The Return of the Dancing Master(46)

By:Henning Mankell


He crawled out of his sleeping bag. Took out an aspirin and the water bottle. He looked at his hands. They were shaking. He put the pill in his mouth and washed it down. Then he crawled out of the tent to pee. The ground was cold and wet under his bare feet. One more day and I’ll be away from all this, he thought. All this cold, the long nights. He crawled back into the tent, down into the sleeping bag and pulled it up to his chin. The temptation to take a swig from one of the bottles was there all the time, but he would wait. Now that he’d come as far as this he was determined not to take any unnecessary risks.

The rain grew heavier. Everything went as it was destined to go, he told himself. I waited for more than fifty years for that moment to come. I’d almost, but only almost, given up the hope of finding the explanation for what had ruined my life, and how to avenge it. Then the unexpected happened. By some totally incredible coincidence somebody turned up and was able to supply the piece of the jigsaw that enabled me to discover what had happened. A chance meeting that should have been inconceivable.

He decided that as soon as he got back to Buenos Aires he would go to the cemetery where Hollner was buried and put a flower on his grave. If not for him he would never have been able to carry out his mission. There was some kind of mysterious, possibly even divine justice that enabled him to meet Hollner before he died, and find out the answers to the questions he’d been asking for so long. Discovering what happened that day when he was only a child had put him in a state of shock. Never before had he drunk as much as he did for some time after that meeting. But then, when Hollner died, he’d forced himself to sober up and reduce his drinking so that he could go to work again and devise a plan.

And now it was all over.





As the rain pattered on the canvas, he ran through what had happened. First, the meeting with Hollner, whom he’d met by pure chance in La Cabana. That was two years ago. Even then Hollner was showing signs of the stomach cancer that would soon kill him. It was Filip Monteiro, the old waiter with the glass eye, who had asked him if would consider sharing a table one night when the restaurant was very full. He’d been seated at a table with Hollner.

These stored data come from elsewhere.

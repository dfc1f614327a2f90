//! Artifact and wire types shared by the gasprobe crates.
//!
//! # Main Types
//!
//! - [`TestResult`] / [`TestOutcome`] - one record per executed test function
//! - [`Report`] - the aggregate JSON report written after a run
//! - [`ExecutionRequest`] / [`Operation`] / [`ExecutionOutcome`] - script-execution API
//! - [`ClientSecrets`] / [`AuthorizedUser`] - OAuth credential files

pub mod oauth;
pub mod report;
pub mod result;
pub mod script_api;

pub use oauth::{AuthorizedUser, ClientSecrets, InstalledApp, TokenResponse};
pub use report::{Report, ReportSource, ReportSummary};
pub use result::{TestOutcome, TestResult};
pub use script_api::{ExecutionError, ExecutionOutcome, ExecutionRequest, Operation, OperationResponse, StackFrame, Status};
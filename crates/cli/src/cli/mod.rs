#[cfg(test)]
mod tests;

use std::path::PathBuf;

use clap::builder::Styles;
use clap::builder::styling::AnsiColor;
use clap::{Args, Parser, Subcommand};

use crate::config::Overrides;
use crate::output::OutputFormat;

/// Cargo's help colors.
fn help_styles() -> Styles {
	let accent = AnsiColor::Cyan.on_default();
	Styles::styled()
		.header(AnsiColor::Green.on_default().bold())
		.usage(AnsiColor::Green.on_default().bold())
		.literal(accent)
		.placeholder(accent)
		.valid(accent)
}

/// Root CLI.
#[derive(Parser, Debug)]
#[command(name = "gasprobe")]
#[command(about = "Run and check script-project tests through the editor UI or the execution API")]
#[command(version)]
#[command(styles = help_styles())]
pub struct Cli {
	/// Increase verbosity (-v progress, -vv debug, -vvv trace with CDP traffic)
	#[arg(short, long, global = true, action = clap::ArgAction::Count)]
	pub verbose: u8,

	/// Output format: toon (default), json, ndjson, or text
	#[arg(short = 'f', long, global = true, value_enum, default_value = "toon")]
	pub format: OutputFormat,

	/// Project config file (default: ./gasprobe.json when present)
	#[arg(long, global = true, value_name = "FILE")]
	pub config: Option<PathBuf>,

	/// Persistent browser profile directory
	#[arg(long, global = true, value_name = "DIR")]
	pub profile_dir: Option<PathBuf>,

	/// Directory for run logs, reports and screenshots
	#[arg(long, global = true, value_name = "DIR")]
	pub logs_dir: Option<PathBuf>,

	/// Run the browser without a window
	#[arg(long, global = true)]
	pub headless: bool,

	#[command(subcommand)]
	pub command: Commands,
}

impl Cli {
	pub fn overrides(&self) -> Overrides {
		Overrides {
			profile_dir: self.profile_dir.clone(),
			logs_dir: self.logs_dir.clone(),
			headless: self.headless,
		}
	}
}

#[derive(Subcommand, Debug)]
pub enum Commands {
	/// Run one test function in the script editor.
	Run(RunArgs),
	/// Run every configured test function and write a report.
	RunAll(RunAllArgs),
	/// Re-run selected (default: previously failing) functions with longer retries.
	Rerun(RerunArgs),
	/// Read the execution log the editor currently shows.
	CheckLogs(CheckLogsArgs),
	/// Classify a saved log file offline.
	Parse(ParseArgs),
	/// Inspect the configured spreadsheets.
	Sheets(SheetsArgs),
	/// Collect cohort courses and draft reservation rows.
	Courses(CoursesArgs),
	/// Call functions through the script-execution API.
	#[command(subcommand)]
	Api(ApiAction),
}

impl Commands {
	/// Name used in the output envelope.
	pub fn name(&self) -> &'static str {
		match self {
			Commands::Run(_) => "run",
			Commands::RunAll(_) => "run-all",
			Commands::Rerun(_) => "rerun",
			Commands::CheckLogs(_) => "check-logs",
			Commands::Parse(_) => "parse",
			Commands::Sheets(_) => "sheets",
			Commands::Courses(_) => "courses",
			Commands::Api(ApiAction::Run { .. }) => "api run",
			Commands::Api(ApiAction::Login) => "api login",
		}
	}
}

#[derive(Args, Debug, Clone)]
pub struct RunArgs {
	/// Function to run (default from config: testAllNewFunctions, or
	/// createTestEvent with --prepare)
	#[arg(value_name = "FUNCTION")]
	pub function: Option<String>,

	/// Start the function and wait briefly; skip log scraping
	#[arg(long)]
	pub prepare: bool,
}

#[derive(Args, Debug, Clone)]
pub struct RunAllArgs {
	/// Seconds to pause between functions (default from config)
	#[arg(long, value_name = "SECS")]
	pub pause: Option<u64>,
}

#[derive(Args, Debug, Clone)]
pub struct RerunArgs {
	/// Functions to re-run (default: the configured failed list)
	#[arg(value_name = "FUNCTION")]
	pub functions: Vec<String>,

	/// Seconds to pause between functions (default from config)
	#[arg(long, value_name = "SECS")]
	pub pause: Option<u64>,
}

#[derive(Args, Debug, Clone)]
pub struct CheckLogsArgs {
	/// Include the full scraped log text in the output
	#[arg(long)]
	pub show_text: bool,
}

#[derive(Args, Debug, Clone)]
pub struct ParseArgs {
	/// Saved execution log
	#[arg(value_name = "FILE")]
	pub file: PathBuf,

	/// Test function the log belongs to (default: taken from run_<name>_<ts>.log)
	#[arg(long, value_name = "NAME")]
	pub function: Option<String>,
}

#[derive(Args, Debug, Clone)]
pub struct SheetsArgs {
	/// Only inspect spreadsheets whose name contains this text
	#[arg(long, value_name = "NAME")]
	pub only: Option<String>,

	/// Skip per-spreadsheet screenshots
	#[arg(long)]
	pub no_screenshot: bool,
}

#[derive(Args, Debug, Clone)]
pub struct CoursesArgs {
	/// Cohort label to filter by (default from config)
	#[arg(long, value_name = "LABEL")]
	pub cohort: Option<String>,
}

#[derive(Subcommand, Debug, Clone)]
pub enum ApiAction {
	/// Invoke functions and write an API report.
	Run {
		/// Functions to call (default: the configured default function)
		#[arg(value_name = "FUNCTION")]
		functions: Vec<String>,

		/// Run the latest saved code instead of the deployed version
		#[arg(long)]
		dev_mode: bool,
	},
	/// Authorize (or refresh) and store the OAuth token.
	Login,
}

They knew immediately that they were both immigrants from Germany—they had similar accents. He had expected to discover that Hollner was one of the large group of Germans who came to Argentina via the well-organized lifelines that helped Nazis flee the Third Reich, which was supposed to last for a thousand years but now lay in ruins. At first Silberstein hadn’t given his real name. Höllner might easily have been one of those who entered the country on false papers; perhaps he’d landed in Argentina from one of the U-boats that were sailing up and down the coast of Argentina in the spring of 1945. He might also have been assisted by one of the Nazi groups that operated out of Sweden, Norway, and Denmark. Or he might have come later, when Juan Perón opened his political arms to welcome German immigrants without asking any questions about their past. Silberstein knew that Argentina was full of Nazis who had gone to ground, war criminals who lived in constant fear of being arrested. People who had never renounced their beliefs and still had a bust of Hitler in a prominent position at home. But Höllner was not one of those. He’d referred to the war as the catastrophe it was. His father had been a high-ranking Nazi, but Höllner himself was one of the many German immigrants who had come to Argentina in search of a future they thought they could never find in the ruins of Europe.

They had shared a table at La Cabana. Silberstein could still remember that they’d ordered the same meal—a meat stew the chefs at La Cabana made better than anybody else. Afterwards they’d walked home together since they lived in the same neighborhood, Silberstein in Avenida Corrientes and Hollner a few blocks further on. They arranged to meet again. Höllner explained that he was a widower whose children had returned to Europe. Until recently he had been running a printing business, but now he’d sold it. Silberstein invited him to visit the workshop where he restored old furniture. Höllner accepted the invitation, and then it became the norm for him to visit Silberstein in the mornings. He seemed never to tire of watching Silberstein painstakingly reupholster an old chair brought in by some member of the Argentinean upper classes. They would occasionally go out to the courtyard for coffee and a smoke.





They had compared their lives, as old people do. And it was while they were doing so that Höllner asked in passing if Silberstein happened to be related to a certain Herr Jacob Silberstein from Berlin, who had escaped being deported with his fellow Jews in the 1930s and then avoided all other forms of persecution during the war because he was the only person who could give Hermann Goering a satisfactory massage to ease his back pain. Feeling that history had caught up with him in one stroke, Silberstein told him that the masseur Jacob Silberstein was his uncle. And that it was thanks to the special privileges enjoyed by Jacob that his brother Lukas, Silberstein’s father, had also evaded deportation. Hollner explained that he himself had met Jacob Silberstein because his own father had also been massaged by him.